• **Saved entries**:
* * * *
//! Error types
//!
//! Configuration problems fail fast before any generation state changes.
//! Spawn failures abort a generation run and roll it back.

use std::path::PathBuf;

use thiserror::Error;

use crate::config::{ArchetypeId, RoomKind};

/// Invalid or unreadable dungeon configuration
#[derive(Debug, Error)]
pub enum ConfigError {
    #[error("dungeon size must be at least 1x1, got {width}x{height}")]
    ZeroDungeonSize { width: i32, height: i32 },

    #[error("dungeon {width}x{height} exceeds the limit of {max_cells} cells")]
    DungeonTooLarge {
        width: i32,
        height: i32,
        max_cells: i64,
    },

    #[error("minimum room size must be at least 1x1, got {width}x{height}")]
    InvalidRoomMinimum { width: i32, height: i32 },

    #[error("room padding must leave room for walls on both sides (>= 2), got {0}")]
    InvalidPadding(i32),

    #[error("dungeon {width}x{height} cannot hold a single {needed_width}x{needed_height} padded room")]
    DungeonTooSmall {
        width: i32,
        height: i32,
        needed_width: i32,
        needed_height: i32,
    },

    #[error("corridor width must be at least 1 and fit in the dungeon, got {0}")]
    InvalidCorridorWidth(i32),

    #[error("cell size must be a positive finite number, got {0}")]
    InvalidCellSize(f32),

    #[error("placement attempt ceiling must be at least 1")]
    ZeroAttemptCeiling,

    #[error("archetype id must not be empty")]
    EmptyArchetypeId,

    #[error("archetype '{0}' is defined more than once")]
    DuplicateArchetype(ArchetypeId),

    #[error("archetype '{archetype}' has an empty footprint {width}x{height}")]
    EmptyFootprint {
        archetype: ArchetypeId,
        width: i32,
        height: i32,
    },

    #[error("archetype '{0}' does not allow any placement location")]
    NoAllowedLocations(ArchetypeId),

    #[error("{room:?} room references unknown archetype '{archetype}'")]
    UnknownArchetype { room: RoomKind, archetype: ArchetypeId },

    #[error("{room:?} room asks for {min}..={max} '{archetype}'")]
    InvalidCountRange {
        room: RoomKind,
        archetype: ArchetypeId,
        min: u32,
        max: u32,
    },

    #[error("failed to access config file {path}: {source}")]
    Io {
        path: PathBuf,
        #[source]
        source: std::io::Error,
    },

    #[error("failed to parse config: {0}")]
    Parse(String),

    #[error("failed to serialize config: {0}")]
    Serialize(String),
}

/// Failure reported by a host spawner
#[derive(Debug, Error)]
pub enum SpawnError {
    #[error("unknown archetype '{0}'")]
    UnknownArchetype(ArchetypeId),

    #[error("spawn capacity of {0} instances exhausted")]
    CapacityExhausted(usize),

    #[error("host error: {0}")]
    Host(String),
}

/// Failure of a whole generation run
#[derive(Debug, Error)]
pub enum GenerationError {
    #[error("invalid configuration: {0}")]
    Config(#[from] ConfigError),

    #[error("failed to spawn '{archetype}': {source}")]
    Spawn {
        archetype: ArchetypeId,
        #[source]
        source: SpawnError,
    },
}
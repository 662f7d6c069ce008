//! Room kinds and furnishing
//!
//! Hands every room of a layout a kind, then fills it with the furniture its
//! room definition asks for.

use rand::seq::SliceRandom;
use rand::Rng;
use serde::{Deserialize, Serialize};

use super::placement::{OccupiedProbe, PlacementContext, RoomFrame, SpawnTransform};
use super::room_grid::RoomGrid;
use super::strategies::place_archetype;
use crate::config::{ArchetypeId, DungeonConfig, LocationKind, RoomDefinition, RoomKind};
use crate::world::generation::DungeonLayout;
use crate::world::{CellGrid, CellTag, FurnitureId, Rect};

/// One placed piece of furniture
#[derive(Debug, Clone, PartialEq, Serialize, Deserialize)]
pub struct FurniturePlacement {
    pub id: FurnitureId,
    /// Index of the room it stands in
    pub room: usize,
    pub archetype: ArchetypeId,
    pub location: LocationKind,
    /// Dungeon cells it covers
    pub cells: Rect,
    pub transform: SpawnTransform,
}

/// Fewer items fit than a furnishing rule asked for
#[derive(Debug, Clone, PartialEq, Eq, Serialize, Deserialize)]
pub struct PlacementShortfall {
    pub room: usize,
    pub archetype: ArchetypeId,
    pub requested: usize,
    pub placed: usize,
}

#[derive(Debug, Clone, Default, PartialEq, Serialize, Deserialize)]
pub struct Furnishing {
    pub placements: Vec<FurniturePlacement>,
    pub shortfalls: Vec<PlacementShortfall>,
}

/// Decide the kind of every room
///
/// Room 0 goes first and the rest follow in random order. Each definition
/// takes its guaranteed number of rooms in list order; every room left over
/// gets a random filler kind, or `Plain` when nothing is marked as filler.
pub fn assign_room_kinds<R: Rng + ?Sized>(
    rng: &mut R,
    room_count: usize,
    definitions: &[RoomDefinition],
) -> Vec<RoomKind> {
    let mut order: Vec<usize> = (0..room_count).collect();
    if room_count > 1 {
        order[1..].shuffle(rng);
    }

    let mut kinds = vec![RoomKind::Plain; room_count];
    let mut remaining = order.into_iter();

    for definition in definitions {
        for _ in 0..definition.guaranteed {
            match remaining.next() {
                Some(room) => kinds[room] = definition.kind,
                None => {
                    log::debug!(
                        "Not enough rooms for every guaranteed {:?} room",
                        definition.kind
                    );
                    break;
                }
            }
        }
    }

    let fillers: Vec<RoomKind> = definitions
        .iter()
        .filter(|d| d.filler)
        .map(|d| d.kind)
        .collect();
    for room in remaining {
        kinds[room] = fillers.choose(rng).copied().unwrap_or(RoomKind::Plain);
    }

    kinds
}

/// Occupancy grid for a room's interior, with doorway approaches reserved
pub fn room_grid_for(grid: &CellGrid, bounds: &Rect, interior: &Rect) -> RoomGrid {
    let mut room_grid = RoomGrid::new(interior.width, interior.height);

    for (x, z) in interior.cells() {
        let next_to_opening = [(1, 0), (-1, 0), (0, 1), (0, -1)].iter().any(|(dx, dz)| {
            let (nx, nz) = (x + dx, z + dz);
            bounds.is_border(nx, nz) && grid.get(nx, nz).is_some_and(|t| t.is_corridor())
        });
        if next_to_opening {
            room_grid.reserve(x - interior.x, z - interior.z);
        }
    }

    room_grid
}

/// Assign room kinds and place furniture in every room
///
/// Placed furniture is written into the layout grid. Rules that could not be
/// met in full are reported as shortfalls.
pub fn furnish_layout<R: Rng + ?Sized>(
    rng: &mut R,
    layout: &mut DungeonLayout,
    config: &DungeonConfig,
    probe: Option<OccupiedProbe<'_>>,
) -> Furnishing {
    let kinds = assign_room_kinds(rng, layout.rooms.len(), &config.rooms);
    for (room, kind) in layout.rooms.iter_mut().zip(kinds) {
        room.kind = kind;
    }

    let mut furnishing = Furnishing::default();

    for index in 0..layout.rooms.len() {
        let (bounds, kind) = (layout.rooms[index].bounds, layout.rooms[index].kind);
        let Some(interior) = bounds.interior() else {
            continue;
        };
        let Some(definition) = config.room_definition(kind) else {
            continue;
        };

        let mut room_grid = room_grid_for(&layout.grid, &bounds, &interior);
        let ctx = PlacementContext::new(RoomFrame::new((interior.x, interior.z), config.cell_size))
            .keep_traversable(config.placement.keep_rooms_traversable)
            .with_probe(probe);

        for rule in &definition.furnishing {
            let Some(archetype) = config.archetype(&rule.archetype) else {
                continue;
            };
            let requested = rng.gen_range(rule.min_count..=rule.max_count) as usize;
            let placed = place_archetype(
                rng,
                &mut room_grid,
                archetype,
                &ctx,
                requested,
                config.placement.mode,
                config.placement.max_attempts,
            );

            for footprint in &placed {
                let id = furnishing.placements.len() as FurnitureId;
                let cells = ctx.frame.covered_cells(footprint.candidate.anchor, footprint.size);
                for (x, z) in cells.cells() {
                    layout.grid.set(x, z, CellTag::FurnitureOccupied(id));
                }
                furnishing.placements.push(FurniturePlacement {
                    id,
                    room: index,
                    archetype: archetype.id.clone(),
                    location: footprint.candidate.location,
                    cells,
                    transform: footprint.transform,
                });
            }

            if placed.len() < requested {
                log::warn!(
                    "Room {} ({:?}): placed {} of {} '{}'",
                    index,
                    kind,
                    placed.len(),
                    requested,
                    archetype.id
                );
                furnishing.shortfalls.push(PlacementShortfall {
                    room: index,
                    archetype: archetype.id.clone(),
                    requested,
                    placed: placed.len(),
                });
            }
        }
    }

    log::debug!(
        "Furnished {} rooms: {} items, {} shortfalls",
        layout.rooms.len(),
        furnishing.placements.len(),
        furnishing.shortfalls.len()
    );

    furnishing
}
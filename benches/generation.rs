use criterion::{black_box, criterion_group, criterion_main, BenchmarkId, Criterion};
use rand::rngs::StdRng;
use rand::SeedableRng;

use delvegrid::config::{DungeonConfig, PlacementMode};
use delvegrid::world::generation::generate_layout;
use delvegrid::{DungeonGenerator, InstanceArena};

fn bench_layout(c: &mut Criterion) {
    let mut group = c.benchmark_group("layout");
    for size in [40, 80, 160] {
        let mut config = DungeonConfig::default();
        config.layout.width = size;
        config.layout.height = size;

        group.bench_with_input(BenchmarkId::from_parameter(size), &config, |b, config| {
            let mut rng = StdRng::seed_from_u64(1);
            b.iter(|| generate_layout(&mut rng, black_box(&config.layout)))
        });
    }
    group.finish();
}

fn bench_generate(c: &mut Criterion) {
    let mut group = c.benchmark_group("generate");
    for mode in [PlacementMode::Enumerate, PlacementMode::RandomRetry] {
        let mut config = DungeonConfig {
            seed: Some(1),
            ..DungeonConfig::default()
        };
        config.placement.mode = mode;

        group.bench_function(format!("{:?}", mode), |b| {
            let mut generator = DungeonGenerator::new(config.clone(), InstanceArena::new())
                .expect("bench config is valid");
            b.iter(|| generator.generate())
        });
    }
    group.finish();
}

criterion_group!(benches, bench_layout, bench_generate);
criterion_main!(benches);
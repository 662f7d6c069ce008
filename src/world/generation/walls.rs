//! Wall and corner classification of room borders

use crate::world::{CellGrid, CellTag, Rect};

/// Tag the border of every room
pub fn carve_walls(grid: &mut CellGrid, rooms: &[Rect]) {
    for room in rooms {
        carve_room_walls(grid, room);
    }
}

/// Tag one room's border: four corners, then the directional walls between them
///
/// Corners go first and walls never overwrite a corner or corridor, so a
/// neighbouring room carved later cannot clobber them.
pub fn carve_room_walls(grid: &mut CellGrid, room: &Rect) {
    let (min_x, max_x) = (room.x, room.max_x());
    let (min_z, max_z) = (room.z, room.max_z());

    for (x, z, corner) in [
        (min_x, min_z, CellTag::BottomLeftCorner),
        (max_x, min_z, CellTag::BottomRightCorner),
        (min_x, max_z, CellTag::TopLeftCorner),
        (max_x, max_z, CellTag::TopRightCorner),
    ] {
        if !grid.get(x, z).is_some_and(|t| t.is_corridor()) {
            grid.set(x, z, corner);
        }
    }

    for x in min_x + 1..max_x {
        grid.set_if_not_corner(x, min_z, CellTag::SouthWall);
        grid.set_if_not_corner(x, max_z, CellTag::NorthWall);
    }

    for z in min_z + 1..max_z {
        grid.set_if_not_corner(min_x, z, CellTag::WestWall);
        grid.set_if_not_corner(max_x, z, CellTag::EastWall);
    }
}
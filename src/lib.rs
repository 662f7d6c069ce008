//! Delvegrid - grid-based dungeon layout generator
//!
//! Partitions a rectangle into rooms, walls them in, connects them with
//! corridors and furnishes them, then hands every piece to a host spawner.

pub mod config;
pub mod error;
pub mod generator;
pub mod interior;
pub mod spawn;
pub mod world;

// Re-export commonly used types
pub use config::DungeonConfig;
pub use error::{ConfigError, GenerationError, SpawnError};
pub use generator::{DungeonGenerator, GenerationReport, GeneratorState};
pub use spawn::{InstanceArena, InstanceHandle, Spawner};
pub use world::generation::DungeonLayout;
//! World module
//!
//! Grid geometry, cell classification and the dungeon layout generator.

pub mod cell;
pub mod coords;
pub mod generation;
pub mod grid;
pub mod rect;

pub use cell::{CellTag, FurnitureId};
pub use coords::{cell_to_world_center, cell_to_world_min, world_to_cell, Rotation, Vec3};
pub use grid::CellGrid;
pub use rect::Rect;
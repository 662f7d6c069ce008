//! Dungeon generator
//!
//! Owns the configuration, the random source and everything one generation
//! run spawned, so the run can be replaced or removed as a whole.

use rand::rngs::StdRng;
use rand::SeedableRng;
use serde::{Deserialize, Serialize};

use crate::config::{ArchetypeId, DungeonConfig};
use crate::error::{ConfigError, GenerationError};
use crate::interior::{furnish_layout, Furnishing, OccupiedProbe, PlacementShortfall};
use crate::spawn::{InstanceHandle, Spawner};
use crate::world::generation::{generate_layout, DungeonLayout};
use crate::world::{cell_to_world_center, Rotation, Vec3};

/// Lifecycle of a generator
#[derive(Debug, Clone, Copy, PartialEq, Eq, Default, Serialize, Deserialize)]
pub enum GeneratorState {
    #[default]
    Idle,
    Generating,
    Generated,
    Deleting,
}

/// Summary of a finished generation run
#[derive(Debug, Clone, Default, PartialEq, Serialize, Deserialize)]
pub struct GenerationReport {
    pub seed: u64,
    pub rooms: usize,
    pub corridors: usize,
    pub walls: usize,
    pub corners: usize,
    pub corridor_pieces: usize,
    pub furniture: usize,
    pub shortfalls: Vec<PlacementShortfall>,
}

impl GenerationReport {
    /// Instances spawned in the run
    pub fn spawned(&self) -> usize {
        self.walls + self.corners + self.corridor_pieces + self.furniture
    }
}

pub struct DungeonGenerator<S: Spawner> {
    config: DungeonConfig,
    spawner: S,
    seed: u64,
    rng: StdRng,
    state: GeneratorState,
    layout: Option<DungeonLayout>,
    furnishing: Furnishing,
    report: Option<GenerationReport>,
    spawned: Vec<InstanceHandle>,
}

impl<S: Spawner> DungeonGenerator<S> {
    /// Validate the config and seed the random source from it
    pub fn new(config: DungeonConfig, spawner: S) -> Result<Self, ConfigError> {
        config.validate()?;
        let seed = config.seed.unwrap_or_else(rand::random);

        Ok(Self {
            config,
            spawner,
            seed,
            rng: StdRng::seed_from_u64(seed),
            state: GeneratorState::Idle,
            layout: None,
            furnishing: Furnishing::default(),
            report: None,
            spawned: Vec::new(),
        })
    }

    pub fn state(&self) -> GeneratorState {
        self.state
    }

    pub fn config(&self) -> &DungeonConfig {
        &self.config
    }

    pub fn seed(&self) -> u64 {
        self.seed
    }

    pub fn layout(&self) -> Option<&DungeonLayout> {
        self.layout.as_ref()
    }

    pub fn furnishing(&self) -> &Furnishing {
        &self.furnishing
    }

    pub fn report(&self) -> Option<&GenerationReport> {
        self.report.as_ref()
    }

    pub fn spawner(&self) -> &S {
        &self.spawner
    }

    /// Handles of everything the current generation spawned
    pub fn spawned_handles(&self) -> &[InstanceHandle] {
        &self.spawned
    }

    fn set_state(&mut self, state: GeneratorState) {
        log::debug!("Generator state: {:?} -> {:?}", self.state, state);
        self.state = state;
    }

    /// Plan a new dungeon and spawn it, replacing any previous one
    ///
    /// If the host fails to spawn anything, every instance of this run is
    /// destroyed again and the generator is left idle.
    pub fn generate(&mut self) -> Result<GenerationReport, GenerationError> {
        if self.state == GeneratorState::Generated {
            self.delete_generation();
        }
        self.set_state(GeneratorState::Generating);

        let mut layout = generate_layout(&mut self.rng, &self.config.layout);

        let query = |center: Vec3, half_extents: Vec3, rotation: Rotation| {
            self.spawner.query_occupied_volume(center, half_extents, rotation)
        };
        let probe: Option<OccupiedProbe<'_>> = if self.config.placement.live_collision_checks {
            Some(&query)
        } else {
            None
        };
        let furnishing = furnish_layout(&mut self.rng, &mut layout, &self.config, probe);

        let mut report = GenerationReport {
            seed: self.seed,
            rooms: layout.rooms.len(),
            corridors: layout.corridors.len(),
            shortfalls: furnishing.shortfalls.clone(),
            ..GenerationReport::default()
        };
        let mut spawned = Vec::new();

        let result = spawn_dungeon(
            &mut self.spawner,
            &self.config,
            &layout,
            &furnishing,
            &mut spawned,
            &mut report,
        );
        if let Err(e) = result {
            log::warn!("Generation failed, removing {} spawned instances: {}", spawned.len(), e);
            self.spawner.destroy_all(&spawned);
            self.set_state(GeneratorState::Idle);
            return Err(e);
        }

        log::info!(
            "Generated dungeon (seed {}): {} rooms, {} corridors, {} instances",
            self.seed,
            report.rooms,
            report.corridors,
            spawned.len()
        );

        self.layout = Some(layout);
        self.furnishing = furnishing;
        self.spawned = spawned;
        self.report = Some(report.clone());
        self.set_state(GeneratorState::Generated);
        Ok(report)
    }

    /// Destroy everything the last generation spawned. Does nothing when idle.
    pub fn delete_generation(&mut self) {
        if self.state == GeneratorState::Idle {
            return;
        }
        self.set_state(GeneratorState::Deleting);

        let handles = std::mem::take(&mut self.spawned);
        self.spawner.destroy_all(&handles);
        self.layout = None;
        self.furnishing = Furnishing::default();
        self.report = None;

        log::info!("Deleted dungeon ({} instances)", handles.len());
        self.set_state(GeneratorState::Idle);
    }

    /// Swap in a new config, re-seed from it and generate again
    ///
    /// An invalid config is rejected before the current dungeon is touched.
    pub fn regenerate(&mut self, config: DungeonConfig) -> Result<GenerationReport, GenerationError> {
        config.validate()?;
        self.seed = config.seed.unwrap_or_else(rand::random);
        self.rng = StdRng::seed_from_u64(self.seed);
        self.config = config;
        self.generate()
    }
}

/// Spawn walls, corners, corridor floors and furniture, recording every handle
fn spawn_dungeon<S: Spawner>(
    spawner: &mut S,
    config: &DungeonConfig,
    layout: &DungeonLayout,
    furnishing: &Furnishing,
    spawned: &mut Vec<InstanceHandle>,
    report: &mut GenerationReport,
) -> Result<(), GenerationError> {
    let mut spawn = |archetype: &ArchetypeId, position: Vec3, rotation: Rotation| {
        spawner
            .spawn_instance(archetype, position, rotation)
            .map(|handle| spawned.push(handle))
            .map_err(|source| GenerationError::Spawn {
                archetype: archetype.clone(),
                source,
            })
    };

    let s = config.cell_size;
    for (x, z, tag) in layout.grid.iter() {
        let position = cell_to_world_center(x, z, s);
        if tag.is_wall() {
            spawn(&config.structure.wall, position, tag.facing())?;
            report.walls += 1;
        } else if tag.is_corner() {
            spawn(&config.structure.corner, position, tag.facing())?;
            report.corners += 1;
        } else if tag.is_corridor() {
            if let Some(corridor) = &config.structure.corridor {
                spawn(corridor, position, Rotation::Deg0)?;
                report.corridor_pieces += 1;
            }
        }
    }

    for placement in &furnishing.placements {
        spawn(
            &placement.archetype,
            placement.transform.position,
            placement.transform.rotation,
        )?;
        report.furniture += 1;
    }

    Ok(())
}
* * * *
• **Task instructions**: The answer must be a single number: how many lines of the data hold the word "path".

• **Exercise answer**: 3